◆ **About this task**
In the listing below, locate the line containing "#[derive(Debug, Clone)]" and the line containing "server is reachable.". Output both of them and every line between, exactly as written, and nothing more.
Content starts
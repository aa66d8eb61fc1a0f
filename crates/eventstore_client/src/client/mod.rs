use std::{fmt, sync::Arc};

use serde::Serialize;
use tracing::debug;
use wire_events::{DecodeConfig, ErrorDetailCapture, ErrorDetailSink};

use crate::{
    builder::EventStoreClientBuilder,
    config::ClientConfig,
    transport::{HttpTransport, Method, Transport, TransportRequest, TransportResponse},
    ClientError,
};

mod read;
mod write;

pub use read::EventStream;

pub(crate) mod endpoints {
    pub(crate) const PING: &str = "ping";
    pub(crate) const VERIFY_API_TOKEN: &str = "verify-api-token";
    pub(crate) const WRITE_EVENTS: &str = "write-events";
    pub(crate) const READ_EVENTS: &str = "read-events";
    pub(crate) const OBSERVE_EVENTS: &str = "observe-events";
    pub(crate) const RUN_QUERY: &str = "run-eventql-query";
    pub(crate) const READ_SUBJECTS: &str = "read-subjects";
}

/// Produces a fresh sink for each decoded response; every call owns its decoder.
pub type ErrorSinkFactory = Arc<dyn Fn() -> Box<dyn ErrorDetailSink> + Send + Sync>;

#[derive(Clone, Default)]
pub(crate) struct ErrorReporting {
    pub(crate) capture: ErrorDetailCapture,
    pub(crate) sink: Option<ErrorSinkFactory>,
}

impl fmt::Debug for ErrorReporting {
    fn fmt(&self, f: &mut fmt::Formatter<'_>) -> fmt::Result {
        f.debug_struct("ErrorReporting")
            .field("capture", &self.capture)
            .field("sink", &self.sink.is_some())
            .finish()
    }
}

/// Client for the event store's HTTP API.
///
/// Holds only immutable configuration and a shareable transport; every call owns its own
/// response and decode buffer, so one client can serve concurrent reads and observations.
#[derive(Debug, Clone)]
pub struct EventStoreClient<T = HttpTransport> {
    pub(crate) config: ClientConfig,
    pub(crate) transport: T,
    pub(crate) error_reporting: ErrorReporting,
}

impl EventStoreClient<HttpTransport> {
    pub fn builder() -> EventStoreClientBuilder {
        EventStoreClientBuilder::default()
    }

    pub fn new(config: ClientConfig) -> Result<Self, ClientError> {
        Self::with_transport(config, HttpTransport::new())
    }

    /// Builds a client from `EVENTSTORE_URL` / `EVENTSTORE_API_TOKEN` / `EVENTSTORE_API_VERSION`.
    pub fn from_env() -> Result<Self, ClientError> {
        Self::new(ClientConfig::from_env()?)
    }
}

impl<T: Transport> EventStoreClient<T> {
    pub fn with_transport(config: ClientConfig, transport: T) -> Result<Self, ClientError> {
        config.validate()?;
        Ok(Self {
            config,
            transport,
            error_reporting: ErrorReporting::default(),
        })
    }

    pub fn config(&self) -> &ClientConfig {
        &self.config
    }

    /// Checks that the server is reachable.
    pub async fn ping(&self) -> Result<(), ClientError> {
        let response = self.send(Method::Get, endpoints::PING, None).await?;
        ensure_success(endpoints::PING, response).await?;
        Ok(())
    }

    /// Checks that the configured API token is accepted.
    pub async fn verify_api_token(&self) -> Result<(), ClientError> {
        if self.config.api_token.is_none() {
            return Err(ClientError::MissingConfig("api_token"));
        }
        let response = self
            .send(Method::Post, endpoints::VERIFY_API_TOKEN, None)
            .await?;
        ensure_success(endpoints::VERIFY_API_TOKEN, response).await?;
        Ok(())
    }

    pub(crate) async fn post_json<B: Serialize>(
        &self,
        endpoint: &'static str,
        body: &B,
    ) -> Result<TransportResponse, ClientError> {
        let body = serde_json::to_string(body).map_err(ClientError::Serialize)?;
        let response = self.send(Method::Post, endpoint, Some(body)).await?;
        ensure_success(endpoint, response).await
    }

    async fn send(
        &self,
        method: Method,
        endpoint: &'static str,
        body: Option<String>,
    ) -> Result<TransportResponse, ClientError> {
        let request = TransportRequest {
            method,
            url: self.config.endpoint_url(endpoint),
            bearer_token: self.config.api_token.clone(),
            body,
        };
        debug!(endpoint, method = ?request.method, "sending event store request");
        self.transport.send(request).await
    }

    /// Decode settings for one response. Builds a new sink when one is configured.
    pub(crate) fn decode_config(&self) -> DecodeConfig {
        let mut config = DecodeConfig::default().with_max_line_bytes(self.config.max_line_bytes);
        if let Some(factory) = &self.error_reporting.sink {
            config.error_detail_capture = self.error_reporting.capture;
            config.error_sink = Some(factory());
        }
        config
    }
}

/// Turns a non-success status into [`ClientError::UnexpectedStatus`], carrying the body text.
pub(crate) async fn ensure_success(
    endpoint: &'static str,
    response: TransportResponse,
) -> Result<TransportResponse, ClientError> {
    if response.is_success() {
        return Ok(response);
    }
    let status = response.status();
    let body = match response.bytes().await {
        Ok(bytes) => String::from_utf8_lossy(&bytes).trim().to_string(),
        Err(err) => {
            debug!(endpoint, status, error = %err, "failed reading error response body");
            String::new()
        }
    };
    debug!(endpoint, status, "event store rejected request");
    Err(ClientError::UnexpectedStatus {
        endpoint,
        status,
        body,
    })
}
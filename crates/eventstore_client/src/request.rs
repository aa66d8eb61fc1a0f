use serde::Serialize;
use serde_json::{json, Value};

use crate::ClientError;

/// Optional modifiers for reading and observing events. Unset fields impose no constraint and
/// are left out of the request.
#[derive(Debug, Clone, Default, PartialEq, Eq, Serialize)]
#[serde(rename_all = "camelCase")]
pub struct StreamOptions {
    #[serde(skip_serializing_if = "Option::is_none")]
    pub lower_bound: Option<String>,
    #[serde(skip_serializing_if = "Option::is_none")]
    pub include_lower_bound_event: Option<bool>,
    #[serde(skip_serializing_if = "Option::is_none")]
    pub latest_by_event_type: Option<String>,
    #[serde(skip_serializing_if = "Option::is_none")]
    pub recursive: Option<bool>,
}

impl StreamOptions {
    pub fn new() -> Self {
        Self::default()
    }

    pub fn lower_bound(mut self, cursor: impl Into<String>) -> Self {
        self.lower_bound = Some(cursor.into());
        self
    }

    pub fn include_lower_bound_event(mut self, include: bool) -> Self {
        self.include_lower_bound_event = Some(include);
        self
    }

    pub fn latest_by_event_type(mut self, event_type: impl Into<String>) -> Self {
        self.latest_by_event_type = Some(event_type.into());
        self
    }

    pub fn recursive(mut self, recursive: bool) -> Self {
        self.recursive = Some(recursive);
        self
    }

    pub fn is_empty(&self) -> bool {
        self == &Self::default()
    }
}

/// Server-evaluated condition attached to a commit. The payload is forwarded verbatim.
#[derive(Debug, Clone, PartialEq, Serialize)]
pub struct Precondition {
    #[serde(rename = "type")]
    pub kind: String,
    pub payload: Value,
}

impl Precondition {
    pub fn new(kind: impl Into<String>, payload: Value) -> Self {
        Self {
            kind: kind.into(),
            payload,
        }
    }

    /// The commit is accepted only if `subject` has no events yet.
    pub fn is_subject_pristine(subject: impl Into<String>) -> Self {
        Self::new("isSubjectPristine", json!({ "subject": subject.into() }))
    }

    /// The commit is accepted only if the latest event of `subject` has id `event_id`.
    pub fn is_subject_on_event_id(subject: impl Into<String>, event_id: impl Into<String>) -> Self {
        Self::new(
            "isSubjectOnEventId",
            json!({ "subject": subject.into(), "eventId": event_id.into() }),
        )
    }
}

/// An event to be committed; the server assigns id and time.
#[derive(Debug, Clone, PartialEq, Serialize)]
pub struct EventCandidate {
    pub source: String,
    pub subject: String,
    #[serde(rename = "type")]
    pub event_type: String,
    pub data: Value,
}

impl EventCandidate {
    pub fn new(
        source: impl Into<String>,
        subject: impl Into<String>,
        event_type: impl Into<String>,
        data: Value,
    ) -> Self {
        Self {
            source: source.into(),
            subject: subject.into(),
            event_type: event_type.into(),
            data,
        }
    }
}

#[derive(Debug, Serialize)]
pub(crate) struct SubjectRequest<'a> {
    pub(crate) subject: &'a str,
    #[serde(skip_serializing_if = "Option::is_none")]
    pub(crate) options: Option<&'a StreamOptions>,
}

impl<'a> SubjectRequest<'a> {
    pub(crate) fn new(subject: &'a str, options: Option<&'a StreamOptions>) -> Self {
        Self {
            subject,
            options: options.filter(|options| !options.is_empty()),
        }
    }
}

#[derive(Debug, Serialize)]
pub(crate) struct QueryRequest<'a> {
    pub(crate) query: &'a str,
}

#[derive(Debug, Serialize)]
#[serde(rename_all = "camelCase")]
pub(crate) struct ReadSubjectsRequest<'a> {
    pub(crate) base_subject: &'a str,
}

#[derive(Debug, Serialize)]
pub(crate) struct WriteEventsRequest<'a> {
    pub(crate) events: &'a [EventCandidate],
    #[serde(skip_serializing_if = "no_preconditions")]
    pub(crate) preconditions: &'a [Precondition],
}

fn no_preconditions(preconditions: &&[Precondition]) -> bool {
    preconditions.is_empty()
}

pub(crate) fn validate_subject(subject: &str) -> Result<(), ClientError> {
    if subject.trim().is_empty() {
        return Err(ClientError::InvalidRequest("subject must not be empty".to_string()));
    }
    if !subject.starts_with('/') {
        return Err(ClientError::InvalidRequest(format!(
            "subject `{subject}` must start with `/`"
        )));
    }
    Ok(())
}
Content ends
Content starts
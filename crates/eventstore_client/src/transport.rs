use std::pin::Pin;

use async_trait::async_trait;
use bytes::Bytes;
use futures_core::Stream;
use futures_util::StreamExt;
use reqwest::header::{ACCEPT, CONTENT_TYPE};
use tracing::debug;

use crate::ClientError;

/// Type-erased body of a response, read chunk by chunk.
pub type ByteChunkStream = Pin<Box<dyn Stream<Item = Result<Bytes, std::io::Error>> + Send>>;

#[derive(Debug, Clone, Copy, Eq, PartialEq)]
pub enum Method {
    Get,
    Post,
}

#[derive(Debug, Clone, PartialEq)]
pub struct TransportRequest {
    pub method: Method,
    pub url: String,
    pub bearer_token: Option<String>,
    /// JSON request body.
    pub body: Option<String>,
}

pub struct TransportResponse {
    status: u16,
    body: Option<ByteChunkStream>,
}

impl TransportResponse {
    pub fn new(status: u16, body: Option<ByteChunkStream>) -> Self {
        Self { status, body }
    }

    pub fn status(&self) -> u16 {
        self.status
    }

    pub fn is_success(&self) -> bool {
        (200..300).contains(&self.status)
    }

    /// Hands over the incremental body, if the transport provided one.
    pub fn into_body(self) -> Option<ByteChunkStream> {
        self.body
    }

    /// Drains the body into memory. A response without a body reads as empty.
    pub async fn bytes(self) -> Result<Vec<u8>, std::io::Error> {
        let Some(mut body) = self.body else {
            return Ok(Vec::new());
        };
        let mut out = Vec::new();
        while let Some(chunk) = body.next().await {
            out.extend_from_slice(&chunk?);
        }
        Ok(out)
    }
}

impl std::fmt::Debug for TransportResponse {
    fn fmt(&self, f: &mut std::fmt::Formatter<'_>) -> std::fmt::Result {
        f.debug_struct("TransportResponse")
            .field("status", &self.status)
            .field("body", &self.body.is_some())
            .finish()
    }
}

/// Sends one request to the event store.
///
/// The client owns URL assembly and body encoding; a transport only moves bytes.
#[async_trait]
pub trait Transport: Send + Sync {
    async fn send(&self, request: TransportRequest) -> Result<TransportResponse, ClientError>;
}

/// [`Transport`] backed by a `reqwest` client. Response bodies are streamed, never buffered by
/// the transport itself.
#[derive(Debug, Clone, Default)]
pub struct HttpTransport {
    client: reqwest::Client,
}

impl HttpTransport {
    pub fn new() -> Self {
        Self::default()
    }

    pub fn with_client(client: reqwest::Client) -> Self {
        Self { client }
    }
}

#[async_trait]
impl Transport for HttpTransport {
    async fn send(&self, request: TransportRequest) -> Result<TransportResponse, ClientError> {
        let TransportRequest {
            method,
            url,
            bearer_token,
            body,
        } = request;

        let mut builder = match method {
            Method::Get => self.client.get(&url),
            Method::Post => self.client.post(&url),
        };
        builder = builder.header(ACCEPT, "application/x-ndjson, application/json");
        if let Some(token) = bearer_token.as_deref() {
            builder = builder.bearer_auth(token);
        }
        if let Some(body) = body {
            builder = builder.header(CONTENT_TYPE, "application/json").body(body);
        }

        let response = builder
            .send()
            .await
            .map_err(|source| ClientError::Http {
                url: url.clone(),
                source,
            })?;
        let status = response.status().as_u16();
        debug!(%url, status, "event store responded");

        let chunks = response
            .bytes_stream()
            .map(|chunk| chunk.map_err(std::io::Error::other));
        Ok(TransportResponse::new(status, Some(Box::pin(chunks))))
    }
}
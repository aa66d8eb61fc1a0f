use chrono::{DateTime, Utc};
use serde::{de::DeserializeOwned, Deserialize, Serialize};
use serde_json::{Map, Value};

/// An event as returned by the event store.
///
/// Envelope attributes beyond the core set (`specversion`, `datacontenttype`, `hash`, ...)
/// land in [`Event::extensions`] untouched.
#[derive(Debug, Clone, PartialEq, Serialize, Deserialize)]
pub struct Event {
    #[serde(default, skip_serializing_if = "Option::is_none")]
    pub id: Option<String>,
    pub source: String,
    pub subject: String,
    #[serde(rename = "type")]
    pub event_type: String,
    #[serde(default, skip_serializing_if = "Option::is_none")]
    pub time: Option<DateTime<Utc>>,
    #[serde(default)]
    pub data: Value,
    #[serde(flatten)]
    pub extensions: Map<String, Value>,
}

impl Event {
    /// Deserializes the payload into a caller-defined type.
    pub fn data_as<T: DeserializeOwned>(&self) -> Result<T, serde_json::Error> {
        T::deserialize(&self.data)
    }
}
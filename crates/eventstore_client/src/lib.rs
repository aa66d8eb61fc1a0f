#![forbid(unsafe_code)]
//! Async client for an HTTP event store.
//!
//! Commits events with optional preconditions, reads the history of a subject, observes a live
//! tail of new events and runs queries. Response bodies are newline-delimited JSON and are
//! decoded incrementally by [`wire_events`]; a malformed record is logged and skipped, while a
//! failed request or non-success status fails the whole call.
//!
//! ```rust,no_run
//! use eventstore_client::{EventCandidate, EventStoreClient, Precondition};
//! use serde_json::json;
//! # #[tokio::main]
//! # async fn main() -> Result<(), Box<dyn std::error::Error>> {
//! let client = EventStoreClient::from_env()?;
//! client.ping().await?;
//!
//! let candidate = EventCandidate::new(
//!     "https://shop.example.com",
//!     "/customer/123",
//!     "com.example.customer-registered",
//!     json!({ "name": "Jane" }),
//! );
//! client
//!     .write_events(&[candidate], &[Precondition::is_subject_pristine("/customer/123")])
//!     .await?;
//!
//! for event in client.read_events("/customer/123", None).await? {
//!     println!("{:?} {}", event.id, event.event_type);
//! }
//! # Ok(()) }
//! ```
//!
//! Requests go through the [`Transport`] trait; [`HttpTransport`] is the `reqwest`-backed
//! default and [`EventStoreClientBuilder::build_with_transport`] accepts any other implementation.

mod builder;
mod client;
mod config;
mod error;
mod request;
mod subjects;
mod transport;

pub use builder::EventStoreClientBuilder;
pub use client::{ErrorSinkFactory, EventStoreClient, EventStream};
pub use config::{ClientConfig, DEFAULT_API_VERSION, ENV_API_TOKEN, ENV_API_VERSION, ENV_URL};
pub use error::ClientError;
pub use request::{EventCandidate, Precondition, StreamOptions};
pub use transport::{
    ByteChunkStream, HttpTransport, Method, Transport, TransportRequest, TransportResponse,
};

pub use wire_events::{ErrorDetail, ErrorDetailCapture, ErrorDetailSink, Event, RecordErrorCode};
Content ends
Content starts
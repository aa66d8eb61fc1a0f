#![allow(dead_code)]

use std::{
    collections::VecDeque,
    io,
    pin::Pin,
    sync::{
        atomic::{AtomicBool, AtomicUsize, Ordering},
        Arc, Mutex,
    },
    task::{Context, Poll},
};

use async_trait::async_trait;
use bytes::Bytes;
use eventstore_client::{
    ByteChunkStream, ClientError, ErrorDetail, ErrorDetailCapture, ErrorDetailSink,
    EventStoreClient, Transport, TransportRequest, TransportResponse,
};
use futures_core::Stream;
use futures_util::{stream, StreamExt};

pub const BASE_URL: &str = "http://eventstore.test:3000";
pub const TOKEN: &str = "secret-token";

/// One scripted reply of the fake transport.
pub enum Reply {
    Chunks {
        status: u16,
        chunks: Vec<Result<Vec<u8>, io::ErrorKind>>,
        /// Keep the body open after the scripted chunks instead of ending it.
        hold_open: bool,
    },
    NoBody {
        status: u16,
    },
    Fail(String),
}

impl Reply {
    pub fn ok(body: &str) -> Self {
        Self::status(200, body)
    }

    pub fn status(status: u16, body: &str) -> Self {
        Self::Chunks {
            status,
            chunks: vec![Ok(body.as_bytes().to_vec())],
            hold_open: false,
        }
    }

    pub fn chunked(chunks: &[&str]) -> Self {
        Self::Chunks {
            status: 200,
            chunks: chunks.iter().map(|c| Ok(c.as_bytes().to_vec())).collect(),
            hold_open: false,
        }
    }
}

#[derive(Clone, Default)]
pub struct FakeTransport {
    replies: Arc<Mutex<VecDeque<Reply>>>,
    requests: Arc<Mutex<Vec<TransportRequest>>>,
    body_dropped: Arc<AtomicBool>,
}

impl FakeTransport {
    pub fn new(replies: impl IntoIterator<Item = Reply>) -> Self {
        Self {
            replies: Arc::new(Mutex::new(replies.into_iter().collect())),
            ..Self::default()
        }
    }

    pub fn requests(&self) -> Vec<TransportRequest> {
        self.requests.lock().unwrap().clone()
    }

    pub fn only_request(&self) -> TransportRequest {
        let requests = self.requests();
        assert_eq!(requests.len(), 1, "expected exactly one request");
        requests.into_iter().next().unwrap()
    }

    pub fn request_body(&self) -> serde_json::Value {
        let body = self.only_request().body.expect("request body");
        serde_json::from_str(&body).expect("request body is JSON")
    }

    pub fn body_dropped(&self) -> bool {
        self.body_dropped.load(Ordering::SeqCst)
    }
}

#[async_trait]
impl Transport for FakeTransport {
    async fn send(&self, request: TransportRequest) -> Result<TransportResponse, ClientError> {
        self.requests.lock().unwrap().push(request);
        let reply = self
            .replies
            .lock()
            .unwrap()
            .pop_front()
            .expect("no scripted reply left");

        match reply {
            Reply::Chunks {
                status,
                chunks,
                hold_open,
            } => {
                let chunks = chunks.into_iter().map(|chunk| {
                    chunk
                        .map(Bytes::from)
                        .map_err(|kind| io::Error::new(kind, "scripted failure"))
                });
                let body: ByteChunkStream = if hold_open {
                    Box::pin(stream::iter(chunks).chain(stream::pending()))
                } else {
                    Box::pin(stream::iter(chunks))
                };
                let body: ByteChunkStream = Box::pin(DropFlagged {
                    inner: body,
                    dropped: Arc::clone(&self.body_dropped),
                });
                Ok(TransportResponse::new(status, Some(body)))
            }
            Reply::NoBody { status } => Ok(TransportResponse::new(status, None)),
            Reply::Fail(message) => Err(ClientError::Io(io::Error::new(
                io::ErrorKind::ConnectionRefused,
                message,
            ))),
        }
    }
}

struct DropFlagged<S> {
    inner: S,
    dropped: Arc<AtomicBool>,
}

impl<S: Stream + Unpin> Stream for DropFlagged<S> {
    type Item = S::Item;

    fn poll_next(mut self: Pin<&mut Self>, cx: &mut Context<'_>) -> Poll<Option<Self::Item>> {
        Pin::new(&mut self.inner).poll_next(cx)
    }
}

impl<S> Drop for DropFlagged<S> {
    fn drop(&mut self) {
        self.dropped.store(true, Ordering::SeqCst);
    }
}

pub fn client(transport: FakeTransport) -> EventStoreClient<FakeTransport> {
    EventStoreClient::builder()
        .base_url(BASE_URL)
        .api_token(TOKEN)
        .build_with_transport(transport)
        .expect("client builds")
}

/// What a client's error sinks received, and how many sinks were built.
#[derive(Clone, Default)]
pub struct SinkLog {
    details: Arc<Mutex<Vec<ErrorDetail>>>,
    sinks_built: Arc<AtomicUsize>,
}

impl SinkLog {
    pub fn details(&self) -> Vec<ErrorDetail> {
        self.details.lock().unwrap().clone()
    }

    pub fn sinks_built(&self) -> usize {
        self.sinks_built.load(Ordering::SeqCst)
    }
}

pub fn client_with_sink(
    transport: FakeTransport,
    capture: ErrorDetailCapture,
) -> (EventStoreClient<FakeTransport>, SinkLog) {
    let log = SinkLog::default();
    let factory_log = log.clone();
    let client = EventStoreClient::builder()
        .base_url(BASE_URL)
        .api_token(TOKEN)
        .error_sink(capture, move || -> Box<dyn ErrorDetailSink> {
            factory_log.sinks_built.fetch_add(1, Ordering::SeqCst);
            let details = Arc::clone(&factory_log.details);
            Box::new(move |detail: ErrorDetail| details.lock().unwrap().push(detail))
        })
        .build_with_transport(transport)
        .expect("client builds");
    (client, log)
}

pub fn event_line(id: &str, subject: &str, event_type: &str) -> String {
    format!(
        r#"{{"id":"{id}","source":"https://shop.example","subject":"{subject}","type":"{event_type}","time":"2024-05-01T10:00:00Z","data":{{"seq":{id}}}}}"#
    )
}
Content ends
◆ **Solution for this exercise**
#[derive(Debug, Clone)]
pub struct EventStoreClient<T = HttpTransport> {
    pub(crate) config: ClientConfig,
    pub(crate) transport: T,
    pub(crate) error_reporting: ErrorReporting,
}

impl EventStoreClient<HttpTransport> {
    pub fn builder() -> EventStoreClientBuilder {
        EventStoreClientBuilder::default()
    }

    pub fn new(config: ClientConfig) -> Result<Self, ClientError> {
        Self::with_transport(config, HttpTransport::new())
    }

    /// Builds a client from `EVENTSTORE_URL` / `EVENTSTORE_API_TOKEN` / `EVENTSTORE_API_VERSION`.
    pub fn from_env() -> Result<Self, ClientError> {
        Self::new(ClientConfig::from_env()?)
    }
}

impl<T: Transport> EventStoreClient<T> {
    pub fn with_transport(config: ClientConfig, transport: T) -> Result<Self, ClientError> {
        config.validate()?;
        Ok(Self {
            config,
            transport,
            error_reporting: ErrorReporting::default(),
        })
    }

    pub fn config(&self) -> &ClientConfig {
        &self.config
    }

    /// Checks that the server is reachable.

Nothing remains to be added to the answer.